This article originally appeared on VICE US.
Hackers break into websites, steal information, and then publish that data all the time, with other hackers or scammers then using it for their own ends. But breached data now has another customer: law enforcement.
Some companies are selling government agencies access to data stolen from websites in the hope that it can generate investigative leads, with the data including passwords, email addresses, IP addresses, and more.
Motherboard obtained webinar slides by a company called SpyCloud presented to prospective customers. In that webinar, the company claimed to “empower investigators from law enforcement agencies and enterprises around the world to more quickly and efficiently bring malicious actors to justice.” The slides were shared by a source who was concerned about law enforcement agencies buying access to hacked data. SpyCloud confirmed the slides were authentic to Motherboard.
“We’re turning the criminals’ data against them, or at least we’re empowering law enforcement to do that,” Dave Endler, co-founder and chief product officer of SpyCloud, told Motherboard in a phone call.
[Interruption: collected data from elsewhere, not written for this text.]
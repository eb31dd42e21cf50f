/*!
    A/V synchronization engine for the avsync crate ecosystem.

    This crate is the core of the recording pipeline: it reconciles three
    independent, imprecise clocks (the frame capture clock, the audio
    segment clocks, and the container time base) into one gap-free,
    strictly ordered packet stream. It never touches FFmpeg; encoders and
    the container writer are driven through the seam traits defined in
    `avsync-types`, which is what makes the whole engine testable with
    deterministic fakes.

    # Components

    - [`InterleavingWriter`] - the session orchestrator: stamps monotonic
      video PTS values, muxes video packets, and drains audio up to each
      frame's presentation time
    - [`AudioPacketStream`] - pull-based audio path: segment sequencing,
      gap filling, PTS assignment
    - [`AudioSegment`] - one pre-recorded audio part with per-frame
      wall-clock timestamps
    - [`TimestampLedger`] / [`TimestampFormat`] - the frame-to-time
      mapping persisted next to the finished video

    # Interleaving protocol

    For every accepted video frame the writer muxes the frame's packet,
    then pulls audio packets (silence included) up to and including the
    first one whose presentation time passes the frame's. The audio
    cursor then simply rests until the next frame arrives; there is no
    thread or task behind it.

    ```no_run
    use avsync_mux::{AudioPacketStream, AudioSegment, InterleavingWriter};
    # fn demo(video: Box<dyn avsync_types::VideoEncode>,
    #         audio_encoder: Box<dyn avsync_types::AudioEncode>,
    #         sink: Box<dyn avsync_types::PacketSink>,
    #         segments: Vec<AudioSegment>,
    #         frame: avsync_types::VideoFrame) -> avsync_types::Result<()> {
    let start_time = 1024.25; // shared recording epoch, seconds
    let audio = AudioPacketStream::new(segments, audio_encoder, start_time, true);
    let mut writer = InterleavingWriter::new("world.mp4", start_time, video, Some(audio), sink);
    writer.write_video_frame(&frame)?;
    writer.close_with_format("csv")?;
    # Ok(())
    # }
    ```
*/

mod audio;
mod gap;
mod ledger;
mod segment;
mod writer;

#[cfg(test)]
pub(crate) mod testutil;

pub use audio::AudioPacketStream;
pub use ledger::{LedgerEntry, TimestampFormat, TimestampLedger};
pub use segment::AudioSegment;
pub use writer::{InterleavingWriter, SESSION_TIME_BASE, WriteOutcome};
Do you know about any other technological products law enforcement agencies are buying? We’d love to hear from you. Using a non-work phone or computer, you can contact Joseph Cox securely on Signal on +44 20 8133 5190, Wickr on josephcox, OTR chat on email@example.com, or email firstname.lastname@example.org.
The sale highlights a somewhat novel use of breached data, and signals how data ordinarily associated with the commercial sector can be repurposed by law enforcement too. But it also raises questions about whether law enforcement agencies should be leveraging information originally stolen by hackers. By buying products from SpyCloud, law enforcement would also be obtaining access to hacked data on people who are not associated with any crimes—the vast majority of people affected by data breaches are not criminals—and would not need to follow the usual mechanisms of sending a legal request to a company to obtain user data.
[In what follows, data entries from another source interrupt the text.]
/*!
    Gap detection and silence synthesis.

    Consecutive audio segments rarely abut exactly: the recorder may have
    been muted between them, or the very first segment may start after the
    recording itself. [`GapFiller`] watches the raw segment sequence for
    boundary sentinels and fills every positive gap with zero-amplitude
    frames encoded through the same output encoder as real audio, so the
    exported audio timeline stays continuous.
*/

use std::collections::VecDeque;

use tracing::warn;

use avsync_types::{AudioEncode, AudioFrame, Packet};

use crate::segment::{AudioSegment, SegmentEvent, SegmentStream};

/**
    Wraps a [`SegmentStream`], inserting silence packets at segment
    boundaries.

    Keeps a one-element history: the wall-clock end of the last real
    packet (`timestamp + duration`). The recording start acts as a
    synthetic boundary, so audio that begins after the session start gets
    a leading silence span. Silence is only ever generated at boundaries;
    consecutive real packets are passed through untouched.
*/
pub(crate) struct GapFiller {
    stream: SegmentStream,
    fill_gaps: bool,
    /// Wall-clock end of the previous real packet; starts at the session
    /// start time.
    prev_end: f64,
    /// Set while the previous event was a boundary (or the stream start).
    gap_armed: bool,
    queue: VecDeque<(Packet, f64)>,
}

impl GapFiller {
    pub(crate) fn new(segments: Vec<AudioSegment>, start_time: f64, fill_gaps: bool) -> Self {
        Self {
            stream: SegmentStream::new(segments),
            fill_gaps,
            prev_end: start_time,
            gap_armed: fill_gaps,
            queue: VecDeque::new(),
        }
    }

    /**
        Next (packet, wall-clock timestamp) pair, silence included.
    */
    pub(crate) fn next(&mut self, encoder: &mut dyn AudioEncode) -> Option<(Packet, f64)> {
        loop {
            if let Some(item) = self.queue.pop_front() {
                return Some(item);
            }
            match self.stream.next_event(encoder)? {
                SegmentEvent::Boundary => {
                    if self.fill_gaps {
                        self.gap_armed = true;
                    }
                }
                SegmentEvent::Packet { packet, wall_clock } => {
                    if std::mem::take(&mut self.gap_armed) {
                        let span = wall_clock - self.prev_end;
                        if span > 0.0 {
                            self.synthesize(encoder, self.prev_end, span);
                        }
                    }
                    self.prev_end = wall_clock + packet.duration_seconds();
                    self.queue.push_back((packet, wall_clock));
                }
            }
        }
    }

    /**
        Encode `duration` seconds of silence starting at `start`, chunked
        at the codec's native frame size (the last chunk may be shorter).
    */
    fn synthesize(&mut self, encoder: &mut dyn AudioEncode, start: f64, duration: f64) {
        let spec = encoder.spec();
        // rounded, not truncated: the span itself comes out of float
        // subtraction and sits arbitrarily close to a whole sample count
        let total_samples = (spec.sample_rate as f64 * duration).round() as usize;
        let frame_size = spec.frame_size.max(1);

        let mut produced = 0usize;
        let mut timestamp = start;
        while produced < total_samples {
            let samples = frame_size.min(total_samples - produced);
            let frame = AudioFrame::silence(samples, &spec);
            match encoder.encode(&frame) {
                Ok(packets) => {
                    for packet in packets {
                        self.queue.push_back((packet, timestamp));
                    }
                }
                Err(e) => warn!("failed to encode silence frame: {e}"),
            }
            timestamp += samples as f64 / spec.sample_rate as f64;
            produced += samples;
        }
    }
}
Riana Pfefferkorn, associate director of surveillance and cybersecurity at the Stanford Center for Internet and Society, told Motherboard in an email, “it’s disturbing that law enforcement can simply buy their way into obtaining vast amounts of account information, even passwords, without having to obtain any legal process.”
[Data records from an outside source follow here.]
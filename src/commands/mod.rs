//! CLI command implementations.
//!
//! Each command is implemented in its own module.
//! Commands orchestrate the various library components to perform user tasks.

pub mod analyze;

// Re-export main command functions
pub use analyze::{execute_analyze, validate_args, AnalyzeArgs};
“Normally, if the police want to find out, say, what IP address is associated with a particular online account, they do have to serve legal process on the service provider. This is an end-run around the usual legal processes. We impose those requirements on law enforcement for good reason,” she added.
“While tracking down criminals sounds like a silver lining about data breaches, it’s unsettling that law enforcement agencies are paying taxpayer dollars to capitalize on breaches that, after all, already victimized the people whose data is in those datasets,” she said.
SpyCloud’s main business is providing various tools to individuals or organizations trying to stop account takeovers. On its website, anyone can sign up with their email address, verify they control it, and then see what data breaches their information is included in. In some ways it’s a commercial version of security researcher Troy Hunt’s own data breach service ‘Have I Been Pwned?.’ SpyCloud differs in that its data can be bundled with investigative software such as Maltego to more easily draw connections between different bits of information.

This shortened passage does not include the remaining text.